The suspension containing a specific inhibitor concentration was prepared with 200–300 mesh shale powder, stirred at high speed for 30 min, incubated for 24 h, and centrifuged for separation. The supernatant liquid was poured out, and the lower cuttings were washed with deionized water three times, dried at 105 °C for 16 h, and sieved through 200 mesh to obtain bentonite after TGA treatment. A thermogravimetric analyzer was used for thermal differential analysis (Labsys EVO model of Setaram, France, the atmosphere was nitrogen, and the heating rate was 10 °C/min).
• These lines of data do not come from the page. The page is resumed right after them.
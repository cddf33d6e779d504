//! Sensor identifiers for the nuScenes rig.
//!
//! The rig carries six cameras and five radars. Identifiers parse from and
//! display as the upper-snake channel names used by the dataset
//! (`CAM_FRONT`, `RADAR_BACK_LEFT`, ...).

use schemars::JsonSchema;
use serde::{Deserialize, Serialize};
use std::fmt;
use std::str::FromStr;
use thiserror::Error;

/// Camera viewpoint on the ego vehicle.
#[derive(Debug, Clone, Copy, PartialEq, Eq, Hash, Serialize, Deserialize, JsonSchema)]
#[serde(rename_all = "SCREAMING_SNAKE_CASE")]
pub enum CameraId {
    CamFront,
    CamFrontLeft,
    CamFrontRight,
    CamBack,
    CamBackLeft,
    CamBackRight,
}

impl CameraId {
    /// All camera viewpoints, front first.
    pub const ALL: &'static [CameraId] = &[
        CameraId::CamFront,
        CameraId::CamFrontLeft,
        CameraId::CamFrontRight,
        CameraId::CamBack,
        CameraId::CamBackLeft,
        CameraId::CamBackRight,
    ];

    /// Returns the dataset channel name.
    pub fn as_str(&self) -> &'static str {
        match self {
            CameraId::CamFront => "CAM_FRONT",
            CameraId::CamFrontLeft => "CAM_FRONT_LEFT",
            CameraId::CamFrontRight => "CAM_FRONT_RIGHT",
            CameraId::CamBack => "CAM_BACK",
            CameraId::CamBackLeft => "CAM_BACK_LEFT",
            CameraId::CamBackRight => "CAM_BACK_RIGHT",
        }
    }

    /// Returns true for the three forward-facing cameras.
    pub fn is_front(&self) -> bool {
        matches!(
            self,
            CameraId::CamFront | CameraId::CamFrontLeft | CameraId::CamFrontRight
        )
    }
}

impl fmt::Display for CameraId {
    fn fmt(&self, f: &mut fmt::Formatter<'_>) -> fmt::Result {
        write!(f, "{}", self.as_str())
    }
}

impl FromStr for CameraId {
    type Err = SensorParseError;

    fn from_str(s: &str) -> Result<Self, Self::Err> {
        CameraId::ALL
            .iter()
            .copied()
            .find(|camera| camera.as_str().eq_ignore_ascii_case(s.trim()))
            .ok_or_else(|| SensorParseError::camera(s))
    }
}

/// Radar viewpoint on the ego vehicle.
#[derive(Debug, Clone, Copy, PartialEq, Eq, Hash, Serialize, Deserialize, JsonSchema)]
#[serde(rename_all = "SCREAMING_SNAKE_CASE")]
pub enum RadarId {
    RadarFront,
    RadarFrontLeft,
    RadarFrontRight,
    RadarBackLeft,
    RadarBackRight,
}

impl RadarId {
    /// All radar viewpoints.
    pub const ALL: &'static [RadarId] = &[
        RadarId::RadarFront,
        RadarId::RadarFrontLeft,
        RadarId::RadarFrontRight,
        RadarId::RadarBackLeft,
        RadarId::RadarBackRight,
    ];

    /// Returns the dataset channel name.
    pub fn as_str(&self) -> &'static str {
        match self {
            RadarId::RadarFront => "RADAR_FRONT",
            RadarId::RadarFrontLeft => "RADAR_FRONT_LEFT",
            RadarId::RadarFrontRight => "RADAR_FRONT_RIGHT",
            RadarId::RadarBackLeft => "RADAR_BACK_LEFT",
            RadarId::RadarBackRight => "RADAR_BACK_RIGHT",
        }
    }
}

impl fmt::Display for RadarId {
    fn fmt(&self, f: &mut fmt::Formatter<'_>) -> fmt::Result {
        write!(f, "{}", self.as_str())
    }
}

impl FromStr for RadarId {
    type Err = SensorParseError;

    fn from_str(s: &str) -> Result<Self, Self::Err> {
        RadarId::ALL
            .iter()
            .copied()
            .find(|radar| radar.as_str().eq_ignore_ascii_case(s.trim()))
            .ok_or_else(|| SensorParseError::radar(s))
    }
}

/// Error returned when a channel name is not a known sensor.
#[derive(Debug, Clone, PartialEq, Eq, Error)]
#[error("Unknown {kind} channel: {value}")]
pub struct SensorParseError {
    kind: &'static str,
    value: String,
}

impl SensorParseError {
    fn camera(value: &str) -> Self {
        Self {
            kind: "camera",
            value: value.to_string(),
        }
    }

    fn radar(value: &str) -> Self {
        Self {
            kind: "radar",
            value: value.to_string(),
        }
    }

    /// The rejected channel name.
    pub fn value(&self) -> &str {
        &self.value
    }
}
X-ray Diffraction Analysis
4% sodium montmorillonite suspension was prepared; 0.5%, 1.5%, and 3% TSA were added; diesel oil and water were added at the same time for comparison; high speed stirring for 30 min, after standing for 24 h, centrifugation was performed; the supernatant was poured out; the lower layer montmorillonite was directly taken at (23 ± 2) °C for X-ray diffraction (XRD) analysis; and crystal layer spacing (wet state) was measured. After the wet montmorillonite interlayer spacing test, all samples were dried at 80 °C for 16 h and then dried montmorillonite was analyzed by dry XRD at (23 ± 2) °C to determine the interlayer spacing (dry state) of montmorillonite.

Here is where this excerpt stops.